Green’s Dictionary of Slang

what-not n.

1. used when the correct description or name eludes the speaker; also of an un-named action.

G. Harvey Four Letters n.p.: [...] Elderton [...] will counterfeit a hundred dogged fables, libels, calumnies, slanders, lies for the whetstone, what not [F&H].
[UK]J. Cooke How A Man May Choose A Good Wife From A Bad Act IV: Why, you Iacke sawce, you Cuckold you what-not.
[UK]R. Burton Anatomy of Melancholy (1850) 150: Such air is unwholesome, and engenders melancholy, plagues, and what not?
Bunyan Pilgrim’s Progress i n.p.: Lions, dragons, darkness, and in a word, death and what not [F&H].
[UK]Thrale Thraliana i Apr.-May 334: [He] had strong Connections in the East Indies, was Director of the Company, Chairman of the Committee & what not!
[UK]C. Dibdin Yngr Song Smith 40: The loaves and fishes, the corks and what not!
[UK]Dict. of Love 171: The critics of the fair sex tell us they are vain, frivolous, ignorant, coquettish, capricious, and what not.
[UK] ‘Touch Her On The Raw’ in Luscious Songster 18: Out at morn you hikes, / To sell your greens and carrots, your taters and vot not.
[US]T. Haliburton Clockmaker III 82: Every man, woman and child [...] pulls out an English handkerchief, to wipe their eyes and blow their noses with, and buy as much English black cloth, crape, and what not, as would freight a vessel.
[US]Night Side of N.Y. 44: The queer, unclassified sailors belonging to ships in the port – be they Lascars, or what not – are ever expert with their ‘bleeders.’.
[US]Galaxy (N.Y.) Apr. 564: He then invites his friend into some adjacent restaurant or saloon, and while acting as his host does him the favor of showing him a ‘first-class’ investment by producing bonds of the Grand Consolidated What Not, which he declares to be worth par.
[UK]W.E. Henley ‘Villon’s Straight Tip’ in Farmer Musa Pedestris (1896) 177: It’s up-the-spout and Charley-Wag / With wipes and tickers and what not!
[US]H. Blossom Checkers 5: Laborers, gamblers, negros, and what-not.
[Aus]Bulletin (Sydney) 1 Dec. 8/3: His head is of an oblong character, and his village pub. keeps up an average trade of 16 barrels a week, apart from a steady output of mysterious ‘what not’ which lurks in the green bottle at the back of the bar.
[UK]E. Pugh City Of The World 275: Just as them boards o’ works or committees or what-not do.
[UK]‘Sapper’ Final Count 839: They think I’m a positive poop — a congenital what-not.
[UK]Jennings & Madge May the Twelfth: Mass-Observation Day-Surveys 3:8: A rather drunk young man [...] asked ‘Is this the official whatnot?’.
[UK]G. Kersh They Die with Their Boots Clean 71: Are there any market gardeners, or other men who know all about turfing and whatnot?
[Aus]‘Neville Shute’ Town Like Alice 82: It’s a bit more primitive than that.
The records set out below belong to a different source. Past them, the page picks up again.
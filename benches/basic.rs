use criterion::{black_box, criterion_group, criterion_main, Criterion};
use serial_repl_bridge::receive::Utf8Decoder;
use serial_repl_bridge::{LogChannel, LogKind, PromptMatcher};
use std::time::Duration;

pub fn bench_prompt_match(c: &mut Criterion) {
    let matcher = PromptMatcher::new(">>> ");
    let chunk = "MicroPython v1.22.0 on 2024-01-01; Raspberry Pi Pico with RP2040\r\nType \"help()\" for more information.\r\n>>> ";
    c.bench_function("prompt_match_chunk", |b| {
        b.iter(|| black_box(matcher.is_prompt(black_box(chunk))))
    });
}

pub fn bench_decode_split_chunks(c: &mut Criterion) {
    let text = "température: 21.5°C\r\n".repeat(32);
    let bytes = text.as_bytes();
    c.bench_function("decode_split_chunks", |b| {
        b.iter(|| {
            let mut decoder = Utf8Decoder::new();
            let mut out = 0;
            for chunk in bytes.chunks(7) {
                out += decoder.decode(chunk).len();
            }
            black_box(out)
        })
    });
}

pub fn bench_log_append(c: &mut Criterion) {
    c.bench_function("received_log_append_with_subscriber", |b| {
        b.iter(|| {
            let log = LogChannel::new(LogKind::Received);
            log.subscribe(|entries| {
                black_box(entries.len());
            });
            for _ in 0..64 {
                log.append("x\r\n>>> ");
            }
            black_box(log.len())
        })
    });
}

criterion_group! {
    name = benches;
    config = Criterion::default()
        .warm_up_time(Duration::from_millis(300))
        .measurement_time(Duration::from_secs(2));
    targets = bench_prompt_match, bench_decode_split_chunks, bench_log_append
}
criterion_main!(benches);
The whatnot’s out in the backyard.
[UK]M.K. Joseph Pound of Saffron 49: ‘Out, you little screaming what-nots,’ he shouted.
[UK]A. Burgess Enderby Outside in Complete Enderby (2002) 304: Ali Baba and Sinbad the whatnot.
[US]L. Heinemann Close Quarters (1987) 156: The kid watched those sheep every damn night, pulling his pud and whatnot.
[UK]P. Theroux Picture Palace 25: She pressed me quite hard on everything else – the drinking water [...] the wild animals and what-not.
[Aus]J. Byrell (con. 1959) Up the Cross 29: ‘That must’ve been a long tom tit. Bet you had to use a full roll of whatnot wiper’.
[UK]Beano Special No. 4 n.p.: Britain will be full of warring Picts and what-nots!
[UK]L. Gould Shagadelically Speaking 18: [A] little boy maniacally holding a plate of burgers and whatnot.
[UK]H. Mantel Beyond Black 103: He says he’ll push a bottle up your bleeding whatnot.
[US]C. Stella Rough Riders 47: Fed them booze and whatnot to keep them in a stupor.
[US](con. 1991-94) W. Boyle City of Margins 11: They mostly do strong-arm stuff for him, collections and whatnot.
[Aus]D. Whish-Wilson Shore Leave 47: ‘Knockin down the house and whatnot’.

2. the penis.

[UK]B. Bennett ‘A Tale of the Rockies’ in Billy Bennett’s Third Budget 25: And on his what-not a screen wiper he’d got / To stop the flies tickling his fetlock.